‘Gotham’ Actor Cory Michael Smith Comes Out as Queer
Cory Michael Smith, who plays Edward Nygma (aka The Riddler) on the Fox series Gotham, comes out as queer in a new profile in The Daily Beast of 1985, a new film he’s starring in that takes place during the first years of the AIDS crisis.
The film is about a young man with AIDS returning home to Texas from NYC during the holidays for the first time in years because he knows the same fate awaits him as met his late partner, and he wants to see his family for the last time:
The fear of coming out is compounded by a disease that no one knows much about, that is killing his community, that killed his boyfriend, that he knows will probably kill him, too. This will probably be his last Christmas, and he knows it.
Said Smith: “I’m from Middle America. I’m from Ohio. I’ve been living here [in New York] for a while, and there are stretches when I don’t see my family often. Going home and that whole charade is very familiar. The first family dinner after a while. Coming out to a family, the fear of that.”

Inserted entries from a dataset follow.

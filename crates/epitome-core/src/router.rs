use std::collections::{BTreeMap, BTreeSet, HashMap};

use async_trait::async_trait;
use regex::Regex;
use uuid::Uuid;

use crate::feed::{DestinationId, Publication, Source};
use crate::storage::DestinationRepository;
use crate::Result;

/// Where destination filter sets come from
#[async_trait]
pub trait FilterLookup: Send + Sync {
    async fn filters(&self, destination_id: &str) -> Result<BTreeSet<String>>;
}

#[async_trait]
impl FilterLookup for DestinationRepository<'_> {
    async fn filters(&self, destination_id: &str) -> Result<BTreeSet<String>> {
        self.get_filters(destination_id).await
    }
}

/// A publication headed for one destination
#[derive(Debug, Clone, PartialEq)]
pub struct Routed {
    pub publication: Publication,
    /// Filters that let the publication through; empty when the destination has none
    pub matched_filters: Vec<String>,
}

/// Destination id to publications, each list ascending by `published_at`
pub type RoutingMap = BTreeMap<DestinationId, Vec<Routed>>;

/// Compiled whole-word, case-insensitive keyword filters.
///
/// A keyword also matches its plural form, so `cat` lets "Cats everywhere"
/// through while `dog` does not match "Dogmatic".
#[derive(Debug, Clone, Default)]
pub struct FilterSet {
    patterns: Vec<(String, Regex)>,
}

impl FilterSet {
    pub fn compile(filters: &BTreeSet<String>) -> Self {
        let patterns = filters
            .iter()
            .filter_map(|name| {
                let pattern = format!(r"(?i)\b{}(?:s|es)?\b", regex::escape(name.trim()));
                match Regex::new(&pattern) {
                    Ok(regex) => Some((name.clone(), regex)),
                    Err(e) => {
                        tracing::warn!(filter = %name, "Skipping invalid filter: {}", e);
                        None
                    }
                }
            })
            .collect();

        Self { patterns }
    }

    pub fn is_empty(&self) -> bool {
        self.patterns.is_empty()
    }

    /// Names of the filters matching the publication's title or summary
    pub fn matches(&self, publication: &Publication) -> Vec<String> {
        self.patterns
            .iter()
            .filter(|(_, regex)| {
                regex.is_match(&publication.title) || regex.is_match(&publication.summary)
            })
            .map(|(name, _)| name.clone())
            .collect()
    }
}

/// Fan publications out to their sources' destinations.
///
/// Filter sets are looked up once per destination for the whole run. A
/// destination whose filters cannot be loaded is skipped for this run.
pub async fn route(
    publications: &[Publication],
    sources: &[Source],
    lookup: &dyn FilterLookup,
) -> RoutingMap {
    let by_id: HashMap<Uuid, &Source> = sources.iter().map(|s| (s.id, s)).collect();
    let mut cache: HashMap<DestinationId, Option<FilterSet>> = HashMap::new();
    let mut routing = RoutingMap::new();

    for publication in publications {
        let Some(source) = by_id.get(&publication.source_id) else {
            tracing::warn!(source_id = %publication.source_id, "Publication from unknown source");
            continue;
        };

        for destination in &source.destinations {
            if !cache.contains_key(destination) {
                let filters = match lookup.filters(destination).await {
                    Ok(filters) => Some(FilterSet::compile(&filters)),
                    Err(e) => {
                        tracing::error!(destination_id = %destination, "Failed to load filters: {}", e);
                        None
                    }
                };
                cache.insert(destination.clone(), filters);
            }

            let Some(Some(filters)) = cache.get(destination) else {
                continue;
            };

            let matched_filters = if filters.is_empty() {
                Vec::new()
            } else {
                let matched = filters.matches(publication);
                if matched.is_empty() {
                    continue;
                }
                matched
            };

            routing.entry(destination.clone()).or_default().push(Routed {
                publication: publication.clone(),
                matched_filters,
            });
        }
    }

    routing
}

#[cfg(test)]
mod tests {
    use super::*;
    use crate::Error;
    use chrono::{DateTime, Utc};
    use std::sync::atomic::{AtomicUsize, Ordering};

    struct StaticFilters {
        filters: HashMap<String, BTreeSet<String>>,
        lookups: AtomicUsize,
    }

    impl StaticFilters {
        fn new(entries: &[(&str, &[&str])]) -> Self {
            let filters = entries
                .iter()
                .map(|(dest, names)| {
                    (dest.to_string(), names.iter().map(|n| n.to_string()).collect())
                })
                .collect();
            Self { filters, lookups: AtomicUsize::new(0) }
        }
    }

    #[async_trait]
    impl FilterLookup for StaticFilters {
        async fn filters(&self, destination_id: &str) -> Result<BTreeSet<String>> {
            self.lookups.fetch_add(1, Ordering::SeqCst);
            if destination_id == "broken" {
                return Err(Error::Other("lookup failed".to_string()));
            }
            Ok(self.filters.get(destination_id).cloned().unwrap_or_default())
        }
    }

    fn source(destinations: &[&str]) -> Source {
        Source {
            id: Uuid::new_v4(),
            url: "https://example.com/rss".to_string(),
            name: "Example".to_string(),
            destinations: destinations.iter().map(|d| d.to_string()).collect(),
            cursor: DateTime::<Utc>::default(),
            last_fetched_at: None,
            fetch_error: None,
            created_at: DateTime::<Utc>::default(),
        }
    }

    fn publication(source: &Source, at: i64, title: &str) -> Publication {
        Publication {
            source_id: source.id,
            name: source.name.clone(),
            title: title.to_string(),
            link: format!("https://example.com/{}", at),
            summary: "Nothing to see".to_string(),
            author: None,
            published_at: DateTime::<Utc>::from_timestamp(at, 0).unwrap(),
            image_url: None,
            duplicate_source_names: Vec::new(),
        }
    }

    #[tokio::test]
    async fn test_filtered_and_unfiltered_destinations() {
        let src = source(&["cats-only", "everything"]);
        let publications = vec![
            publication(&src, 1, "Cats everywhere"),
            publication(&src, 2, "Dogs everywhere"),
        ];
        let lookup = StaticFilters::new(&[("cats-only", &["cat"][..])]);

        let routing = route(&publications, &[src], &lookup).await;

        let cats = &routing["cats-only"];
        assert_eq!(cats.len(), 1);
        assert_eq!(cats[0].publication.title, "Cats everywhere");
        assert_eq!(cats[0].matched_filters, vec!["cat"]);

        let everything = &routing["everything"];
        assert_eq!(everything.len(), 2);
        assert!(everything.iter().all(|r| r.matched_filters.is_empty()));

        // One lookup per destination for the whole run
        assert_eq!(lookup.lookups.load(Ordering::SeqCst), 2);
    }

    #[test]
    fn test_filters_match_whole_words_only() {
        let filters = FilterSet::compile(&BTreeSet::from(["rust".to_string()]));
        let src = source(&["chan"]);

        assert_eq!(filters.matches(&publication(&src, 1, "RUST 2.0 released")).len(), 1);
        assert!(filters.matches(&publication(&src, 1, "Rusty nails")).is_empty());
        assert!(filters.matches(&publication(&src, 1, "Trust issues")).is_empty());

        let mut in_summary = publication(&src, 1, "Weekly digest");
        in_summary.summary = "This week in Rust: async traits".to_string();
        assert_eq!(filters.matches(&in_summary), vec!["rust"]);
    }

    #[test]
    fn test_filter_special_characters_are_literal() {
        let filters = FilterSet::compile(&BTreeSet::from(["c++".to_string()]));
        let src = source(&["chan"]);
        assert!(filters.matches(&publication(&src, 1, "cccc")).is_empty());
    }

    #[tokio::test]
    async fn test_failed_lookup_skips_only_that_destination() {
        let src = source(&["broken", "fine"]);
        let publications = vec![publication(&src, 1, "Hello")];
        let lookup = StaticFilters::new(&[]);

        let routing = route(&publications, &[src], &lookup).await;

        assert!(!routing.contains_key("broken"));
        assert_eq!(routing["fine"].len(), 1);
    }

    #[tokio::test]
    async fn test_no_destinations_drops_publication() {
        let src = source(&[]);
        let publications = vec![publication(&src, 1, "Lonely")];
        let lookup = StaticFilters::new(&[]);

        assert!(route(&publications, &[src], &lookup).await.is_empty());
    }
}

Smith, who is 31, said he was “overwhelmed” by the research he undertook to get in character for the film.
He adds: “I don’t ever want to insinuate or push that the queer experience is hindered with shame or darkness and depression…It’s not about connecting gay people with the idea of disease. But I do think it is important to look at the gay experience in the early ’80s and know that it was overwhelmed by disease. It’s a film that is going back to a moment and telling a very personal story about the pain and suffering that certain people went through. Sometimes I think it’s OK to have a moment of silence and consider what that experience was.”